The big guys are muscling in and we are guinea pigs
Thursday, 28th January 2021
• WELCOME to our wonderful new world. With Covid-19 we are shopping more and more online.
Out go the shops on the high street, in come our new neighbours: the 24/7 warehouse operators, literally next door, like giant warehouse landlord Segro’s planning application for a last-mile depot running 24/7 in the residential hinterlands of Kentish Town, (Neighbours fear new distribution centre will clog up Kentish Town backstreets, January 21).
How wonderful for us last-mile end customers. By all standards this is an eccentric plan:
a) to instal a 24 hour, seven days a week, operation of a delivery warehouse in a predominantly residential area;
b) to claim that its future tenant, who will pay good money for the permission to operate around the clock would only do one delivery journey per vehicle a day (and letting those vehicles sit empty for the rest of that day which Segro claim in its supporting documents); and
c) to further claim that this delivery company with a minimum of 92 daily two-way trips – remember: according to the application, each will only do one (!) delivery journey although with permission to operate 24/7 – all fired up most likely with diesel – would have no impact on air pollution and traffic on the wider Kentish Town area!
Kid us not.
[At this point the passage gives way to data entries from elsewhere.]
// src/subscribe/mod.rs
//! Durable recurring queries: a subscription re-runs its query once per day
//! at a fixed local time and delivers the digest by notification.

pub mod scheduler;
pub mod store;

use std::fmt;

use chrono::{DateTime, TimeZone, Timelike, Utc};
use serde::{Deserialize, Serialize};
use uuid::Uuid;

use crate::error::RequestError;
use crate::query::Query;

pub use scheduler::{Scheduler, SchedulerCfg, SchedulerHandle};
pub use store::{JsonFileStore, MemoryStore, StoreError, SubscriptionStore};

/// Wall-clock delivery time, minute granularity.
#[derive(Debug, Clone, Copy, PartialEq, Eq, Serialize, Deserialize)]
#[serde(try_from = "String", into = "String")]
pub struct NotifyTime {
    hour: u8,
    minute: u8,
}

impl NotifyTime {
    pub fn new(hour: u8, minute: u8) -> Result<Self, RequestError> {
        if hour > 23 || minute > 59 {
            return Err(RequestError::NotifyTime(format!("{hour:02}:{minute:02}")));
        }
        Ok(Self { hour, minute })
    }

    /// Parse `HH:MM`.
    pub fn parse(s: &str) -> Result<Self, RequestError> {
        let invalid = || RequestError::NotifyTime(s.to_string());
        let (h, m) = s.trim().split_once(':').ok_or_else(invalid)?;
        let hour: u8 = h.parse().map_err(|_| invalid())?;
        let minute: u8 = m.parse().map_err(|_| invalid())?;
        Self::new(hour, minute).map_err(|_| invalid())
    }

    pub fn hour(&self) -> u8 {
        self.hour
    }

    pub fn minute(&self) -> u8 {
        self.minute
    }
}

impl fmt::Display for NotifyTime {
    fn fmt(&self, f: &mut fmt::Formatter<'_>) -> fmt::Result {
        write!(f, "{:02}:{:02}", self.hour, self.minute)
    }
}

impl TryFrom<String> for NotifyTime {
    type Error = RequestError;

    fn try_from(s: String) -> Result<Self, Self::Error> {
        Self::parse(&s)
    }
}

impl From<NotifyTime> for String {
    fn from(t: NotifyTime) -> Self {
        t.to_string()
    }
}

#[derive(Debug, Clone, PartialEq, Serialize, Deserialize)]
pub struct Subscription {
    pub id: String,
    /// Delivery address; also the partition key for lookups.
    pub email: String,
    pub query: Query,
    pub notification_time: NotifyTime,
    pub last_run: Option<DateTime<Utc>>,
    pub created_at: DateTime<Utc>,
}

impl Subscription {
    pub fn new(
        email: impl Into<String>,
        query: Query,
        notification_time: NotifyTime,
    ) -> Result<Self, RequestError> {
        let email = email.into().trim().to_string();
        if !is_plausible_email(&email) {
            return Err(RequestError::Email(email));
        }
        Ok(Self {
            id: Uuid::new_v4().to_string(),
            email,
            query,
            notification_time,
            last_run: None,
            created_at: Utc::now(),
        })
    }

    /// Whether the subscription should fire at `now`: the wall-clock minute
    /// matches and the last run (if any) was on a prior calendar day. The
    /// calendar-day guard keeps a restart or a duplicate tick inside the same
    /// due window from re-firing.
    pub fn is_due<Tz: TimeZone>(&self, now: &DateTime<Tz>) -> bool {
        if now.hour() != u32::from(self.notification_time.hour)
            || now.minute() != u32::from(self.notification_time.minute)
        {
            return false;
        }
        match self.last_run {
            None => true,
            Some(last) => last.with_timezone(&now.timezone()).date_naive() < now.date_naive(),
        }
    }
}

fn is_plausible_email(email: &str) -> bool {
    match email.split_once('@') {
        Some((local, domain)) => {
            !local.is_empty() && domain.contains('.') && !domain.starts_with('.')
        }
        None => false,
    }
}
This eccentric planning application has not been made by a small or failing business but by the UK’s biggest and one of Europe’s largest warehouse landlords.
They know what they are doing. They are trying to muscle into central London, and the inhabitants of Kentish Town are their test case or, in plain speech, their guinea pigs.
Either we buy as many shares of Segro as we can afford, and move out of Kentish Town, or we have to speak out.